#### WHAT NEEDS TO BE DONE:
I'd like every line in the following listing that holds "struct" copied.

#### STORED DATA:
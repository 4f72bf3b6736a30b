use std::collections::HashMap;
use std::os::unix::prelude::RawFd;

use ipnetwork::Ipv4Network;
use nix::errno::Errno;
use nix::sys::socket::{self, AddressFamily, MsgFlags, SockFlag, SockType};

use crate::nlmsg::{NfNetlinkObject, NfNetlinkWriter};
use crate::parser::{parse_nlmsg, Nfgenmsg, NlMsg};
use crate::route::{Link, RouteError, RouteTransport};
use crate::transport::RulesetTransport;
use crate::{sys::*, Chain, MsgType, ProtocolFamily, QueryError, Rule, Table};

mod route;
mod rule;
mod rule_builder;

pub const TABLE_NAME: &str = "mocktable";
pub const CHAIN_NAME: &str = "mockchain";

type NetLinkType = u16;

#[derive(Debug, Clone, PartialEq, Eq)]
pub enum NetlinkExpr {
    Nested(NetLinkType, Vec<NetlinkExpr>),
    Final(NetLinkType, Vec<u8>),
    List(Vec<NetlinkExpr>),
}

impl NetlinkExpr {
    /// Renders the attributes in the order they are listed.
    pub fn to_raw(self) -> Vec<u8> {
        match self {
            NetlinkExpr::Final(ty, val) => {
                let len = val.len() + 4;
                let mut res = Vec::with_capacity(len);

                res.extend(&(len as u16).to_ne_bytes());
                res.extend(&ty.to_ne_bytes());
                res.extend(val);
                // alignment
                while res.len() % 4 != 0 {
                    res.push(0);
                }

                res
            }
            NetlinkExpr::Nested(ty, exprs) => {
                let mut sub = Vec::with_capacity(exprs.len() * 50);

                for expr in exprs {
                    sub.append(&mut expr.to_raw());
                }

                let len = sub.len() + 4;
                let mut res = Vec::with_capacity(len);

                // set the "NESTED" flag
                res.extend(&(len as u16).to_ne_bytes());
                res.extend(&(ty | NLA_F_NESTED).to_ne_bytes());
                res.extend(sub);

                res
            }
            NetlinkExpr::List(exprs) => {
                let mut list = Vec::with_capacity(exprs.len() * 50);

                for expr in exprs {
                    list.append(&mut expr.to_raw());
                }

                list
            }
        }
    }
}

/// A NUL-terminated string attribute value.
pub fn strz(s: &str) -> Vec<u8> {
    let mut v = s.as_bytes().to_vec();
    v.push(0);
    v
}

/// One expression of a rule, as the kernel receives it.
pub fn raw_expr(name: &str, data: Vec<NetlinkExpr>) -> NetlinkExpr {
    NetlinkExpr::Nested(
        NFTA_LIST_ELEM,
        vec![
            NetlinkExpr::Final(NFTA_EXPR_NAME, strz(name)),
            NetlinkExpr::Nested(NFTA_EXPR_DATA, data),
        ],
    )
}

pub fn raw_data_value(attr: u16, value: Vec<u8>) -> NetlinkExpr {
    NetlinkExpr::Nested(attr, vec![NetlinkExpr::Final(NFTA_DATA_VALUE, value)])
}

pub fn raw_cmp(op: u32, value: Vec<u8>) -> NetlinkExpr {
    raw_expr(
        "cmp",
        vec![
            NetlinkExpr::Final(NFTA_CMP_SREG, NFT_REG_1.to_be_bytes().to_vec()),
            NetlinkExpr::Final(NFTA_CMP_OP, op.to_be_bytes().to_vec()),
            raw_data_value(NFTA_CMP_DATA, value),
        ],
    )
}

pub fn raw_meta(key: u32) -> NetlinkExpr {
    raw_expr(
        "meta",
        vec![
            NetlinkExpr::Final(NFTA_META_DREG, NFT_REG_1.to_be_bytes().to_vec()),
            NetlinkExpr::Final(NFTA_META_KEY, key.to_be_bytes().to_vec()),
        ],
    )
}

pub fn raw_payload(base: u32, offset: u32, len: u32) -> NetlinkExpr {
    raw_expr(
        "payload",
        vec![
            NetlinkExpr::Final(NFTA_PAYLOAD_DREG, NFT_REG_1.to_be_bytes().to_vec()),
            NetlinkExpr::Final(NFTA_PAYLOAD_BASE, base.to_be_bytes().to_vec()),
            NetlinkExpr::Final(NFTA_PAYLOAD_OFFSET, offset.to_be_bytes().to_vec()),
            NetlinkExpr::Final(NFTA_PAYLOAD_LEN, len.to_be_bytes().to_vec()),
        ],
    )
}

pub fn raw_verdict(code: i32) -> NetlinkExpr {
    raw_expr(
        "immediate",
        vec![
            NetlinkExpr::Final(NFTA_IMMEDIATE_DREG, NFT_REG_VERDICT.to_be_bytes().to_vec()),
            NetlinkExpr::Nested(
                NFTA_IMMEDIATE_DATA,
                vec![NetlinkExpr::Nested(
                    NFTA_DATA_VERDICT,
                    vec![NetlinkExpr::Final(
                        NFTA_VERDICT_CODE,
                        code.to_be_bytes().to_vec(),
                    )],
                )],
            ),
        ],
    )
}

/// The attributes of a rule of the test chain holding `exprs`.
pub fn raw_rule(exprs: Vec<NetlinkExpr>) -> NetlinkExpr {
    NetlinkExpr::List(vec![
        NetlinkExpr::Final(NFTA_RULE_TABLE, strz(TABLE_NAME)),
        NetlinkExpr::Final(NFTA_RULE_CHAIN, strz(CHAIN_NAME)),
        NetlinkExpr::Nested(NFTA_RULE_EXPRESSIONS, exprs),
    ])
}

pub fn get_test_table() -> Table {
    Table::new(ProtocolFamily::Inet)
        .with_name(TABLE_NAME)
        .with_flags(0u32)
}

pub fn get_test_chain() -> Chain {
    Chain::new(&get_test_table()).with_name(CHAIN_NAME)
}

pub fn get_test_rule() -> Rule {
    Rule::new(&get_test_chain()).unwrap()
}

pub fn get_test_nlmsg_with_msg_type<'a>(
    buf: &'a mut Vec<u8>,
    obj: &impl NfNetlinkObject,
    msg_type: MsgType,
) -> (nlmsghdr, Nfgenmsg, &'a [u8]) {
    let mut writer = NfNetlinkWriter::new(buf);
    obj.add_or_remove(&mut writer, msg_type, 0);

    let (hdr, msg) = parse_nlmsg(buf.as_slice()).expect("Couldn't parse the message");

    let (nfgenmsg, raw_value) = match msg {
        NlMsg::NfGenMsg(nfgenmsg, raw_value) => (nfgenmsg, raw_value),
        _ => panic!("Invalid return value type, expected a valid message"),
    };

    // sanity checks on the global message (this should be very similar/factorisable for the
    // most part in other tests)
    assert_eq!(nfgenmsg.res_id, 0);
    assert_eq!(hdr.nlmsg_len as usize, buf.len());

    (hdr, nfgenmsg, raw_value)
}

pub fn get_test_nlmsg<'a>(
    buf: &'a mut Vec<u8>,
    obj: &impl NfNetlinkObject,
) -> (nlmsghdr, Nfgenmsg, &'a [u8]) {
    get_test_nlmsg_with_msg_type(buf, obj, MsgType::Add)
}

#[derive(Debug, Clone, PartialEq, Eq)]
pub enum Staged {
    FlushRuleset,
    Table(Table),
    Chain(Chain),
    Rule(Rule),
}

/// Records what a [`Firewall`](crate::Firewall) stages and commits. The commit attempts listed
/// in `failing_attempts` (counted from 1) are rejected, like a kernel refusing the batch.
#[derive(Debug, Default)]
pub struct RecordingTransport {
    pub staged: Vec<Staged>,
    pub committed: Vec<Vec<Staged>>,
    pub failing_attempts: Vec<usize>,
    pub commit_attempts: usize,
}

impl RecordingTransport {
    pub fn failing_on(attempts: &[usize]) -> Self {
        RecordingTransport {
            failing_attempts: attempts.to_vec(),
            ..Default::default()
        }
    }

    /// Every object the kernel would hold after the successful commits.
    pub fn applied(&self) -> Vec<&Staged> {
        self.committed.iter().flatten().collect()
    }

    pub fn applied_rules(&self) -> Vec<&Rule> {
        self.applied()
            .into_iter()
            .filter_map(|s| match s {
                Staged::Rule(rule) => Some(rule),
                _ => None,
            })
            .collect()
    }

    pub fn applied_chains(&self) -> Vec<&Chain> {
        self.applied()
            .into_iter()
            .filter_map(|s| match s {
                Staged::Chain(chain) => Some(chain),
                _ => None,
            })
            .collect()
    }
}

impl RulesetTransport for RecordingTransport {
    fn flush_ruleset(&mut self) {
        self.staged.push(Staged::FlushRuleset);
    }

    fn add_table(&mut self, table: &Table) {
        self.staged.push(Staged::Table(table.clone()));
    }

    fn add_chain(&mut self, chain: &Chain) {
        self.staged.push(Staged::Chain(chain.clone()));
    }

    fn add_rule(&mut self, rule: &Rule) {
        self.staged.push(Staged::Rule(rule.clone()));
    }

    fn commit(&mut self) -> Result<(), QueryError> {
        self.commit_attempts += 1;
        let batch = std::mem::take(&mut self.staged);
        if self.failing_attempts.contains(&self.commit_attempts) {
            return Err(QueryError::NetlinkError {
                seq: 1,
                errno: Errno::EPERM,
            });
        }
        self.committed.push(batch);
        Ok(())
    }
}

/// An in-memory routing table with a fixed set of interfaces.
#[derive(Debug, Default)]
pub struct FakeRoutes {
    pub links: HashMap<String, u32>,
    pub routes: Vec<(Link, Ipv4Network)>,
    pub add_attempts: usize,
}

impl FakeRoutes {
    pub fn with_links(names: &[&str]) -> Self {
        FakeRoutes {
            links: names
                .iter()
                .enumerate()
                .map(|(i, name)| (name.to_string(), i as u32 + 1))
                .collect(),
            ..Default::default()
        }
    }
}

impl RouteTransport for FakeRoutes {
    fn resolve_link(&mut self, name: &str) -> Result<Link, RouteError> {
        match self.links.get(name) {
            Some(&index) => Ok(Link {
                name: name.to_string(),
                index,
            }),
            None => Err(RouteError::LinkNotFound {
                name: name.to_string(),
                source: Errno::ENODEV,
            }),
        }
    }

    fn add_route(&mut self, link: &Link, destination: Ipv4Network) -> Result<(), RouteError> {
        self.add_attempts += 1;
        if self.routes.iter().any(|(_, dst)| *dst == destination) {
            return Err(RouteError::AlreadyExists);
        }
        self.routes.push((link.clone(), destination));
        Ok(())
    }
}

/// A `NLMSG_ERROR` answer to message `seq`, an acknowledgement when `errno` is 0.
pub fn raw_nlmsgerr(seq: u32, errno: i32) -> Vec<u8> {
    let mut buf = Vec::with_capacity(36);
    buf.extend_from_slice(&36u32.to_ne_bytes());
    buf.extend_from_slice(&NLMSG_ERROR.to_ne_bytes());
    buf.extend_from_slice(&0u16.to_ne_bytes());
    buf.extend_from_slice(&seq.to_ne_bytes());
    buf.extend_from_slice(&0u32.to_ne_bytes());
    buf.extend_from_slice(&(-errno).to_ne_bytes());
    // header of the rejected request
    buf.extend_from_slice(&[0; 16]);
    buf
}

/// A connected pair of datagram sockets standing in for a netlink socket and the kernel.
pub fn socket_pair() -> (RawFd, RawFd) {
    socket::socketpair(
        AddressFamily::Unix,
        SockType::Datagram,
        None,
        SockFlag::empty(),
    )
    .unwrap()
}

/// Sends `replies` on `kernel` as a single datagram.
pub fn send_replies(kernel: RawFd, replies: &[Vec<u8>]) {
    let buf = replies.concat();
    assert_eq!(
        socket::send(kernel, &buf, MsgFlags::empty()).unwrap(),
        buf.len()
    );
}

/// Whether a datagram is waiting on `sock`.
pub fn has_pending_datagram(sock: RawFd) -> bool {
    let mut buf = [0u8; 64];
    match socket::recv(sock, &mut buf, MsgFlags::MSG_DONTWAIT) {
        Ok(_) => true,
        Err(Errno::EAGAIN) => false,
        Err(e) => panic!("unexpected error {}", e),
    }
}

#### TASK SOLUTION:
pub struct RecordingTransport {
pub struct FakeRoutes {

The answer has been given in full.